ABSTRACT: Testicular microvascular blood flow is known to exhibit vasomotion, or pulsatile flow. In the present study we have used laser‐Doppler flowmetry to study microvascular blood flow in the rat testis and to examine the response of the microvasculature to pharmacological stimulation and pathophysiological conditions. With a mean microvascular flow rate of 13.3 ± 1.7 perfusion units (PU), the mean cycle amplitude was 3.4 ± 0.6 PU, and the cycle frequency was 10.3 ± 0.8 cycles per minute. Blood flow parameters did not differ between left and right testes, between scrotal testes and testes in a 35°C glass testicle receptacle, or among testicular regions. Perifusion of seminiferous tubules and their vasculature with 0.1 μg/μI epinephrine significantly reduced microvascular blood flow and eliminated vasomotion.

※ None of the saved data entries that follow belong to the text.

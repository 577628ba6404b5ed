//! Operator overloading for expressions.
//!
//! `a + b`, `a - b`, `a * b`, `a / b`, `a % b`, `-a` build arithmetic,
//! `a & b`, `a | b`, `!a` build boolean logic. The impls are stamped onto
//! [`SQLExpr`](super::SQLExpr), aliased columns and every column type that
//! [`table!`](crate::table) generates.

/// Implements the std operators for an expression type.
///
/// Bounds on `Self` are higher-ranked so that a column type with no generic
/// parameters gets impls whose bounds are simply unsatisfied instead of
/// rejected as trivially false.
#[doc(hidden)]
#[macro_export]
macro_rules! __expr_ops {
    ([$($gen:ident),*] $ty:ty) => {
        $crate::__expr_ops!(@arith [$($gen),*] $ty, Add, add);
        $crate::__expr_ops!(@arith [$($gen),*] $ty, Sub, sub);
        $crate::__expr_ops!(@arith [$($gen),*] $ty, Mul, mul);
        $crate::__expr_ops!(@arith [$($gen),*] $ty, Div, div);
        $crate::__expr_ops!(@arith [$($gen),*] $ty, Rem, rem);
        $crate::__expr_ops!(@logic [$($gen),*] $ty, BitAnd, bitand, and);
        $crate::__expr_ops!(@logic [$($gen),*] $ty, BitOr, bitor, or);

        impl<$($gen),*> ::core::ops::Not for $ty
        where
            Self: $crate::expr::Expr,
            for<'__a> <Self as $crate::expr::Expr>::SQLType: $crate::types::BooleanLike,
        {
            type Output = $crate::expr::Negated<Self>;

            fn not(self) -> Self::Output {
                $crate::expr::not(self)
            }
        }

        impl<$($gen),*> ::core::ops::Neg for $ty
        where
            Self: $crate::expr::Expr,
            for<'__a> <Self as $crate::expr::Expr>::SQLType: $crate::types::Numeric,
        {
            type Output = $crate::expr::Unary<
                <Self as $crate::expr::Expr>::SQLType,
                <Self as $crate::expr::Expr>::Nullable,
                Self,
            >;

            fn neg(self) -> Self::Output {
                $crate::expr::neg(self)
            }
        }
    };
    (@arith [$($gen:ident),*] $ty:ty, $Op:ident, $method:ident) => {
        impl<$($gen,)* __Rhs> ::core::ops::$Op<__Rhs> for $ty
        where
            Self: $crate::expr::Expr,
            __Rhs: $crate::expr::Expr,
            <__Rhs as $crate::expr::Expr>::SQLType: $crate::types::Numeric,
            for<'__a> <Self as $crate::expr::Expr>::SQLType:
                $crate::types::ArithmeticOutput<<__Rhs as $crate::expr::Expr>::SQLType>,
        {
            type Output = $crate::expr::Arith<Self, __Rhs>;

            fn $method(self, rhs: __Rhs) -> Self::Output {
                $crate::expr::$method(self, rhs)
            }
        }
    };
    (@logic [$($gen:ident),*] $ty:ty, $Op:ident, $method:ident, $func:ident) => {
        impl<$($gen,)* __Rhs> ::core::ops::$Op<__Rhs> for $ty
        where
            Self: $crate::expr::Expr,
            for<'__a> <Self as $crate::expr::Expr>::SQLType: $crate::types::BooleanLike,
            __Rhs: $crate::expr::Condition,
            <<__Rhs as $crate::expr::Condition>::Expr as $crate::expr::Expr>::SQLType:
                $crate::types::BooleanLike,
        {
            type Output = $crate::expr::Logical<Self, __Rhs>;

            fn $method(self, rhs: __Rhs) -> Self::Output {
                $crate::expr::$func(self, rhs)
            }
        }
    };
}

Elimination of Leydig cells and intratesticular testosterone also eliminated vasomotion but did not significantly alter mean blood flow rates. Thirty days after imposition of experimental left varicocele (ELV) there were no significant changes in microvascular blood flow parameters. Testicular torsion of sufficient degree and duration to destroy spermatogenesis did not induce a change in mean microvascular blood flow rate 24 hours after repair of torsion, but testicular vasomotion was eliminated in the majority of animals. We conclude that microvascular flow is altered in some testicular pathologies and not in others. The mechanisms underlying changes in microvascular blood flow are at present unknown.